[Start of Attachment]

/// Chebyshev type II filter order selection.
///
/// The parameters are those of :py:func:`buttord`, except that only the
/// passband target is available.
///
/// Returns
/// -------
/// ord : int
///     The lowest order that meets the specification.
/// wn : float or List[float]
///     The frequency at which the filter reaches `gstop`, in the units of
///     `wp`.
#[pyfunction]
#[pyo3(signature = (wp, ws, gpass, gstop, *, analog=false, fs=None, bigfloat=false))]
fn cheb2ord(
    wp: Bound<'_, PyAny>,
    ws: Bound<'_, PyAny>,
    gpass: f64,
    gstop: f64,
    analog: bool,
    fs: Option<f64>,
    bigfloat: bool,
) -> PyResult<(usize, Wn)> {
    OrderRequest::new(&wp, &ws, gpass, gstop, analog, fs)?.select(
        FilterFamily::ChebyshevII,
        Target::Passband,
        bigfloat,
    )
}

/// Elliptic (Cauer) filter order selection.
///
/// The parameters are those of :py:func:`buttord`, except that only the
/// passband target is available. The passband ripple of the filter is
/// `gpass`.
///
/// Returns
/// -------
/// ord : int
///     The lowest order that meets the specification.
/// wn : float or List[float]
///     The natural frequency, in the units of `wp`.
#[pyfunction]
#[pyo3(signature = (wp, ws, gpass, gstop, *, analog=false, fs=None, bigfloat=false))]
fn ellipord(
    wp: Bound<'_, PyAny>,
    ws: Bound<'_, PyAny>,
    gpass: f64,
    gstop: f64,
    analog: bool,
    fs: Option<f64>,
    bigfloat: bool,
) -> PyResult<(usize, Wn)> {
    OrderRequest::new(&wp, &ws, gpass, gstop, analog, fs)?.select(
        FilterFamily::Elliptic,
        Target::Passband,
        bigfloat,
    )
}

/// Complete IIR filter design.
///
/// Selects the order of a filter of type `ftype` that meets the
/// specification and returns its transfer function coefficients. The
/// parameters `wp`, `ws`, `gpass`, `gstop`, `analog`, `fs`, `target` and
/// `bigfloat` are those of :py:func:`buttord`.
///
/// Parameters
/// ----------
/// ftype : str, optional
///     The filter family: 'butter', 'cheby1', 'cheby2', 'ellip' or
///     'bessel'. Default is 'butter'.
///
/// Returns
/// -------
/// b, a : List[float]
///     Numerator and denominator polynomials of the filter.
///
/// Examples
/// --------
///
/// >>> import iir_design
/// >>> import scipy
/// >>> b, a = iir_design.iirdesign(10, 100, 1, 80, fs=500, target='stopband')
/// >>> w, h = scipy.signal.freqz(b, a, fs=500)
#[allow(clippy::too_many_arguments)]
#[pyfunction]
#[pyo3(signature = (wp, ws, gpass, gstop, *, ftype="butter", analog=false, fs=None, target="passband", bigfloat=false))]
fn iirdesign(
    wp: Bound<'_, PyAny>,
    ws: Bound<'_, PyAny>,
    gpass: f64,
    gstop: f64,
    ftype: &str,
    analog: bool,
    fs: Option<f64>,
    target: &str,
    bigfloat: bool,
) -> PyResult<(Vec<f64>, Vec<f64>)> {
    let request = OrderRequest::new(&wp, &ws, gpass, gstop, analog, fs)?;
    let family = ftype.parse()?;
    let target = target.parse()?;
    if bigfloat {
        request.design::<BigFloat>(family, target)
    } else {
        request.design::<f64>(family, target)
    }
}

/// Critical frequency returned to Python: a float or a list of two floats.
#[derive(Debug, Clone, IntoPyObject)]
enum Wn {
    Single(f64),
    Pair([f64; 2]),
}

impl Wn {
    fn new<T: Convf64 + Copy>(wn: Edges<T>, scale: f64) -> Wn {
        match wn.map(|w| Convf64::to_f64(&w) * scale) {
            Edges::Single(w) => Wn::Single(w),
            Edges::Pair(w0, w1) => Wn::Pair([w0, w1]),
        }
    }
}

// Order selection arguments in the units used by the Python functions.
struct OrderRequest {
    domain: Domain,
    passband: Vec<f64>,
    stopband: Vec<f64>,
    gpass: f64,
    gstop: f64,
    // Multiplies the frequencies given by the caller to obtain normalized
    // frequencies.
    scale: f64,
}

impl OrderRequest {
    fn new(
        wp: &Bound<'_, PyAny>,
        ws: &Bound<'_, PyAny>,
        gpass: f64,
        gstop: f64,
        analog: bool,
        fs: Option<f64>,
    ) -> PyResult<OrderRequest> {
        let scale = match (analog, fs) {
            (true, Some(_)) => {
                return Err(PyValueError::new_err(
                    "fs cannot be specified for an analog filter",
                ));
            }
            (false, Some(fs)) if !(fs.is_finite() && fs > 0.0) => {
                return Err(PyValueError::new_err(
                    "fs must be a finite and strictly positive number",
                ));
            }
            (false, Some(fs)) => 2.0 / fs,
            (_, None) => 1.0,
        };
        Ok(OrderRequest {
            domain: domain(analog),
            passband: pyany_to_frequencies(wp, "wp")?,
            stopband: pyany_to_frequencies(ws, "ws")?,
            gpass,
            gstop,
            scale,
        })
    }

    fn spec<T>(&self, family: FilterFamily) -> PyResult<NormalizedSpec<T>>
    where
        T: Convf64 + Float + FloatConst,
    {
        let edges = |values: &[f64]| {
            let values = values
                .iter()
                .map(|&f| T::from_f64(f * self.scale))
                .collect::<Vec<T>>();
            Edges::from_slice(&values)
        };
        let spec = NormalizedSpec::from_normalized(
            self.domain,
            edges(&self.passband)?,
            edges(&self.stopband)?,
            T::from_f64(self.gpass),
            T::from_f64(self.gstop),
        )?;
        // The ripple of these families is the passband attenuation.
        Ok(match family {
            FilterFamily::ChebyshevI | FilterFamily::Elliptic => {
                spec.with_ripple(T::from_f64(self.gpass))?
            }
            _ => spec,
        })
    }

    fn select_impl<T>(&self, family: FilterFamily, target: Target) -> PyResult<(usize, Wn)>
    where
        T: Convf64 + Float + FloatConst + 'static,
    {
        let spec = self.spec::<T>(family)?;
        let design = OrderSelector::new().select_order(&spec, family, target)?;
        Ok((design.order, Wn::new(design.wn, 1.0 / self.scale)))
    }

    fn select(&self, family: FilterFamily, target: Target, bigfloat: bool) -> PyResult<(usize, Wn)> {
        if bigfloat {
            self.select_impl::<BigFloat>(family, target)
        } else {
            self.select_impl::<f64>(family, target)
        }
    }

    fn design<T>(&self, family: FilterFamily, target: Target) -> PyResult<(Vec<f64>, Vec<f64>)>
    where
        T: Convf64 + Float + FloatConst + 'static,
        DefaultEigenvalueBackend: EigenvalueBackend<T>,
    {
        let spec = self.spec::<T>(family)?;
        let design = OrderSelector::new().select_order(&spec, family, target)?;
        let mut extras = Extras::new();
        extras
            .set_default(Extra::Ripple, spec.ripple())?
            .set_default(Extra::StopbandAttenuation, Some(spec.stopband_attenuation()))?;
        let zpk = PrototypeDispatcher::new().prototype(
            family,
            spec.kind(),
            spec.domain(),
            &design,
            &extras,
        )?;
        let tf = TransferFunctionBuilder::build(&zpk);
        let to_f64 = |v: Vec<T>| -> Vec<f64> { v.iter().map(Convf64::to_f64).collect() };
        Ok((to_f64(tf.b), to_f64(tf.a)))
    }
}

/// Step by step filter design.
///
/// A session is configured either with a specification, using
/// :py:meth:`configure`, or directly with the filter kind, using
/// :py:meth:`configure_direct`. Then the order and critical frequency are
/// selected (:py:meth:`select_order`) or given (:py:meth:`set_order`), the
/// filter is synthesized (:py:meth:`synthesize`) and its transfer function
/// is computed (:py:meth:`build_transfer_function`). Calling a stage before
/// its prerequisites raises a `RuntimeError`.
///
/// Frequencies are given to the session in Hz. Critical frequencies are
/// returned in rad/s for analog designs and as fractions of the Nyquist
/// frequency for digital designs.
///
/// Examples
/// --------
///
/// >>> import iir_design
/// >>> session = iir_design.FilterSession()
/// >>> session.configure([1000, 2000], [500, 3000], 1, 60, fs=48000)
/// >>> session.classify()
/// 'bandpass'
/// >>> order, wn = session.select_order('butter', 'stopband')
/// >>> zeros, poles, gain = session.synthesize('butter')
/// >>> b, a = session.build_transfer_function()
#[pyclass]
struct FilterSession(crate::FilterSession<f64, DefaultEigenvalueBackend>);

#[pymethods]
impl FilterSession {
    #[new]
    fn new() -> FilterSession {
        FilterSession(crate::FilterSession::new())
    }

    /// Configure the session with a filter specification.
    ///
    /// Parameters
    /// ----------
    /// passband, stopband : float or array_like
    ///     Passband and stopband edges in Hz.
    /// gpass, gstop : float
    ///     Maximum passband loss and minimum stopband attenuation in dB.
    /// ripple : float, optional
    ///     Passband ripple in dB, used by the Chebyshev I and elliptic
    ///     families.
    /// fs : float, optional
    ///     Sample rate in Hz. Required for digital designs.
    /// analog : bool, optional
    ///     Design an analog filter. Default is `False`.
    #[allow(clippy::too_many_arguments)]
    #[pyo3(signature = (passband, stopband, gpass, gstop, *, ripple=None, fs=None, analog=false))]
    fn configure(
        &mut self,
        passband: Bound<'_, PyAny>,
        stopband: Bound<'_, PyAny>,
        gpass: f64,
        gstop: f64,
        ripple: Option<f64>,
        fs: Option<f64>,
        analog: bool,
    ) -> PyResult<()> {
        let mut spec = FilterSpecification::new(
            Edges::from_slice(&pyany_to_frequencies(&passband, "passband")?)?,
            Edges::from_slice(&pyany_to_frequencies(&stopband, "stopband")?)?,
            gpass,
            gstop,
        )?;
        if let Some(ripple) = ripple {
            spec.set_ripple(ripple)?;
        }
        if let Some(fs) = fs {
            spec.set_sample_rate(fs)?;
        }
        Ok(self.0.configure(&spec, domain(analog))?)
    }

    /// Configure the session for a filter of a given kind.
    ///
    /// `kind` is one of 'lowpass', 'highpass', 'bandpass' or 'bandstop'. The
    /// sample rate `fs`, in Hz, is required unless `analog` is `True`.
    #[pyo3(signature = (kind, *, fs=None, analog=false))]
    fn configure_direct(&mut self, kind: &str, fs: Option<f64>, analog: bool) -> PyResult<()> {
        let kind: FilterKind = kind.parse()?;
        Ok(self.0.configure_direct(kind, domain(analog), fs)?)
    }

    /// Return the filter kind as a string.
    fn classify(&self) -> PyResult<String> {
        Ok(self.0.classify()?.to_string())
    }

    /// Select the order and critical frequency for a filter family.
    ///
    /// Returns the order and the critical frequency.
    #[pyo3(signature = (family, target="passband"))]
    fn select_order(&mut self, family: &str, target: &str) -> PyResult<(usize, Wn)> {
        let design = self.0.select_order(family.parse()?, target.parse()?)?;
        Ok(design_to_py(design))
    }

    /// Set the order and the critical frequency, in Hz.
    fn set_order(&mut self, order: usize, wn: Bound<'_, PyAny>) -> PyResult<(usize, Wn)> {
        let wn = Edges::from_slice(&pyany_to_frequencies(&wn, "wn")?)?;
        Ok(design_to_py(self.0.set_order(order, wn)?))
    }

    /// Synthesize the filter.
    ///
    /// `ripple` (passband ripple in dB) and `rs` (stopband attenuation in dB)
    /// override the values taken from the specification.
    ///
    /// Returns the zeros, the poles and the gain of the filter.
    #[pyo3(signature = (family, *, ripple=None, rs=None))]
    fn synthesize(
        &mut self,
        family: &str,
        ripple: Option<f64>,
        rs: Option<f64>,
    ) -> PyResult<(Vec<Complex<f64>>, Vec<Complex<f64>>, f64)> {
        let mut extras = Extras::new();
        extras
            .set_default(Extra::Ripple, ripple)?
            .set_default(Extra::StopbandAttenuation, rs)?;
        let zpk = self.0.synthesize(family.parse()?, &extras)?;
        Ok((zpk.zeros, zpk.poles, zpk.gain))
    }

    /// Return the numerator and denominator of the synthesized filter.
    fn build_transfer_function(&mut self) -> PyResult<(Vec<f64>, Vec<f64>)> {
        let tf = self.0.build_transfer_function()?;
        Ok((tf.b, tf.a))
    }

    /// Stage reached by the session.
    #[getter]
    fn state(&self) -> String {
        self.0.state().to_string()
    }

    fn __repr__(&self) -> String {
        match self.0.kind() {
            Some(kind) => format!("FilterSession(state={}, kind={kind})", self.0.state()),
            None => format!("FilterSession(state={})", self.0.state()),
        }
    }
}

[End of Attachment]
[Start of Attachment]

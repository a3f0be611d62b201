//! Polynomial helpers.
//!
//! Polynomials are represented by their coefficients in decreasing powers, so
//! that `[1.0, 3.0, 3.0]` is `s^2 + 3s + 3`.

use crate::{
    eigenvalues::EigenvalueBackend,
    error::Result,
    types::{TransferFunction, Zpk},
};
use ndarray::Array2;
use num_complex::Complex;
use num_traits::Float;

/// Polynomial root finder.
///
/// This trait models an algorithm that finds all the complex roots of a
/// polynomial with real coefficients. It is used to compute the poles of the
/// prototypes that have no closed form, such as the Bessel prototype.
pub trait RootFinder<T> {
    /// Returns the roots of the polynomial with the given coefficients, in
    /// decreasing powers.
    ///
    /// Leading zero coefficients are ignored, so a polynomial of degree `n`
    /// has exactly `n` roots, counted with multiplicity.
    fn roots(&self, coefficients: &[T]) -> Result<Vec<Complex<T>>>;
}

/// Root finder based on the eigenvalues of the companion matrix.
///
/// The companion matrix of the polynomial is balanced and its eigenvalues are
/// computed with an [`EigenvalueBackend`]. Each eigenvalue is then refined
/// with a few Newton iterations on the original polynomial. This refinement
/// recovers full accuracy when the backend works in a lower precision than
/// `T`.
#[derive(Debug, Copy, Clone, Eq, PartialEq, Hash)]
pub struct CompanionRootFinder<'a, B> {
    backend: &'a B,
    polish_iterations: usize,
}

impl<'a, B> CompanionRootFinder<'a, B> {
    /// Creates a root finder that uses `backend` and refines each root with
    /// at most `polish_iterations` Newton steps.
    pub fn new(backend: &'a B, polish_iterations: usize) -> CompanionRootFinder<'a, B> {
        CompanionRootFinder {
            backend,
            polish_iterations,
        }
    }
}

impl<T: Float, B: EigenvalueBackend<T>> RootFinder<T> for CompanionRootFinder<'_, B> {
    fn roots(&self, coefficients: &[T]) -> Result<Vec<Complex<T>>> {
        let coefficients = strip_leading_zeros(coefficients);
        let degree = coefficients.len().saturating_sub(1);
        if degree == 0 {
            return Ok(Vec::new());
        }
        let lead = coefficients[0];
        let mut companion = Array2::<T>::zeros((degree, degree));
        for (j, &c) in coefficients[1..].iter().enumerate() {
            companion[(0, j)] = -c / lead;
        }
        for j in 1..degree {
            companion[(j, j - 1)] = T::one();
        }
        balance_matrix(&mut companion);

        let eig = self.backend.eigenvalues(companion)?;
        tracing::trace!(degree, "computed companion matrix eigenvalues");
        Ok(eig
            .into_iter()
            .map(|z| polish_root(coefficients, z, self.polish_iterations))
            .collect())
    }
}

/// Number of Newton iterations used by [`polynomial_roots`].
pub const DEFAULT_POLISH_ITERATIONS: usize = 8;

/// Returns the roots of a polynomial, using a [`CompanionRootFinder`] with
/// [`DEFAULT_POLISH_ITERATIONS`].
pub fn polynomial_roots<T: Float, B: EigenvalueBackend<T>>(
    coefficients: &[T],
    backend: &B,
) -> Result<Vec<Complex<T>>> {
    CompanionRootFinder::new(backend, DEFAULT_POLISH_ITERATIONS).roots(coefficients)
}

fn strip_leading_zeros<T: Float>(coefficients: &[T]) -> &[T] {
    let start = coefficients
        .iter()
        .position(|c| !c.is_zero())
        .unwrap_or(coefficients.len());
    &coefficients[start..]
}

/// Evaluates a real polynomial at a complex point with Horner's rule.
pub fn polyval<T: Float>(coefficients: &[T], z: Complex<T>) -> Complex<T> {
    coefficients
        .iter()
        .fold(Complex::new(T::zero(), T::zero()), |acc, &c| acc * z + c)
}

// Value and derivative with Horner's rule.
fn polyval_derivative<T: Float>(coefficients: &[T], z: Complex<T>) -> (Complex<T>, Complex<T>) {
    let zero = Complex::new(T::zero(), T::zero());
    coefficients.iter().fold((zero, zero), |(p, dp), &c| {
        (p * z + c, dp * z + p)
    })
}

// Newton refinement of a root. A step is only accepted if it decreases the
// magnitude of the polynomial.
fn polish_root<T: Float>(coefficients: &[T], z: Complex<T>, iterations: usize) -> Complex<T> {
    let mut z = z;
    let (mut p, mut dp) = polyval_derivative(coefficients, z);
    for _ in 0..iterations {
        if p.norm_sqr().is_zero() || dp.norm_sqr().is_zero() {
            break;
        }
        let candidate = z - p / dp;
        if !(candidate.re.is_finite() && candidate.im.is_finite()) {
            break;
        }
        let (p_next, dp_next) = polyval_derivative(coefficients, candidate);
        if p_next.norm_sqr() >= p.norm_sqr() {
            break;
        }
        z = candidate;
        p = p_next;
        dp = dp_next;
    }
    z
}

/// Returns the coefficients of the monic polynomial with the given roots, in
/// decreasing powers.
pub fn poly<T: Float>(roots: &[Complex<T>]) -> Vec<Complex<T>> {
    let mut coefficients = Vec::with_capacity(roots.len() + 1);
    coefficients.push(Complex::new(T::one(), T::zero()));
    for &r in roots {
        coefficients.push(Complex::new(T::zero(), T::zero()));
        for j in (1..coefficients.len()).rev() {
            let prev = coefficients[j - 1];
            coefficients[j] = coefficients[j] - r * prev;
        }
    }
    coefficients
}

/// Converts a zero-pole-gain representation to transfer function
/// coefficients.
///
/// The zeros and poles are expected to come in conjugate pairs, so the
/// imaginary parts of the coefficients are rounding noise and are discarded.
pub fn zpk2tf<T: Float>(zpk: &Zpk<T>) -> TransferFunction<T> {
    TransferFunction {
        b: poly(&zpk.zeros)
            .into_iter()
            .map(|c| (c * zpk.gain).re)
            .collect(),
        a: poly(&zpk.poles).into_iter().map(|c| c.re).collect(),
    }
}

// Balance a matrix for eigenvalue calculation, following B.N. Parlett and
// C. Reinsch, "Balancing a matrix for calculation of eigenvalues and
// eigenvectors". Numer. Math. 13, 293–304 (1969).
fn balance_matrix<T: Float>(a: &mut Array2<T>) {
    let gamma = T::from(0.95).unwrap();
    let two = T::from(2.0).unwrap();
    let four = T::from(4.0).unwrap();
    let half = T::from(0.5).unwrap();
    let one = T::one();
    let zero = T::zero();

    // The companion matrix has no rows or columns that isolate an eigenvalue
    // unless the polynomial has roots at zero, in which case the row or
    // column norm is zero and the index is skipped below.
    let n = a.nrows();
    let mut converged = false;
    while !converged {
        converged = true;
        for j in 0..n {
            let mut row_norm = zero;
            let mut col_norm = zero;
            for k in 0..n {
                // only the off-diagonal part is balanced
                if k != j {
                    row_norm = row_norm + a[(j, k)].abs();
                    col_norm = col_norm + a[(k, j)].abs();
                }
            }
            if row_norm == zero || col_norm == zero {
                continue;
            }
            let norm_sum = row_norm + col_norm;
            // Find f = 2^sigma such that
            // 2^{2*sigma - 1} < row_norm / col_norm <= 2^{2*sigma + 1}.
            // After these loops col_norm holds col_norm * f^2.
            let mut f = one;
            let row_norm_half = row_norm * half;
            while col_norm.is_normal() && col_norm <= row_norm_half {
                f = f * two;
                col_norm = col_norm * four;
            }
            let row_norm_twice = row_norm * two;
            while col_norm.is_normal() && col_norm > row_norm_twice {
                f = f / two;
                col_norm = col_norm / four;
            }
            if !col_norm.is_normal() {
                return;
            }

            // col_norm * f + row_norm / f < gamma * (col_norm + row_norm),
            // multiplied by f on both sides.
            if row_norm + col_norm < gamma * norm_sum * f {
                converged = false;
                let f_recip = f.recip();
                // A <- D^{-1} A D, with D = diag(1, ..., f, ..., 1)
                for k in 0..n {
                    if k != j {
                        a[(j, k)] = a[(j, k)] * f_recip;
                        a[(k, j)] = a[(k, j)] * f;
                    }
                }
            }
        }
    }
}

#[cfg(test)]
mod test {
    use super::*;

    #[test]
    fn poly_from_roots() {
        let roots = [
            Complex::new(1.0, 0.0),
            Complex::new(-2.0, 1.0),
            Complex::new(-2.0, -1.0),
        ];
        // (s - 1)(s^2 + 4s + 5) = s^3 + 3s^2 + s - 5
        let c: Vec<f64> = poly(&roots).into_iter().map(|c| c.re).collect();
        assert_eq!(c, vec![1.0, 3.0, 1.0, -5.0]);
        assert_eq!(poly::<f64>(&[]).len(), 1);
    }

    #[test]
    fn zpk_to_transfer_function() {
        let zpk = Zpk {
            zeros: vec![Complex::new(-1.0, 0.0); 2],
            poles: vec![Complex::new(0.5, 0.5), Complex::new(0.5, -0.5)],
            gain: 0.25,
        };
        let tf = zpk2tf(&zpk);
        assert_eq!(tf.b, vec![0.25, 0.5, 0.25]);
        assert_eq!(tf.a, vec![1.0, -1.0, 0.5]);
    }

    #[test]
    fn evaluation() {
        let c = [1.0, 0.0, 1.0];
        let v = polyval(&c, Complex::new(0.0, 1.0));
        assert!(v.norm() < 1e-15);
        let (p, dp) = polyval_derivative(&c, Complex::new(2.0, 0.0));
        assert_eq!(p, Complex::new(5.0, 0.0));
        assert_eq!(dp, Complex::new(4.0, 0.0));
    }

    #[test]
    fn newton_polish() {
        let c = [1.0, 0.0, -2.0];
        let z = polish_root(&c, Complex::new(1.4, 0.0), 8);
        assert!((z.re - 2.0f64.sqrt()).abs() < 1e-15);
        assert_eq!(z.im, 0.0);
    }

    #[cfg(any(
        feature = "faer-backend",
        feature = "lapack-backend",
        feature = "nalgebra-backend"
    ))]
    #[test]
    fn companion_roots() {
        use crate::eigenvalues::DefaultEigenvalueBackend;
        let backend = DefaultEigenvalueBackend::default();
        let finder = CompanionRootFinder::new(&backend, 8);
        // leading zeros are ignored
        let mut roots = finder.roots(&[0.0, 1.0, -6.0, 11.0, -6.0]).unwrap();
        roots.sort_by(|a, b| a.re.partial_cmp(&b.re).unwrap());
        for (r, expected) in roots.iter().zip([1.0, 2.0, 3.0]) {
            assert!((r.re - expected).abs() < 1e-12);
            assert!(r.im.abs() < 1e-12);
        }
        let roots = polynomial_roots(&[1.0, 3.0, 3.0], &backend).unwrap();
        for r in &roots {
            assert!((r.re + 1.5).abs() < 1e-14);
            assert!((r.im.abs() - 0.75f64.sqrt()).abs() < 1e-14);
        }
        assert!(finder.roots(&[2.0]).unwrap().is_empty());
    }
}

[End of Attachment]

*TRY IT*.
The lines to copy are those in the listing that contain the word "optional".

*YOUR SOLUTION*.
/// ftype : str, optional
    /// ripple : float, optional
    /// fs : float, optional
    /// analog : bool, optional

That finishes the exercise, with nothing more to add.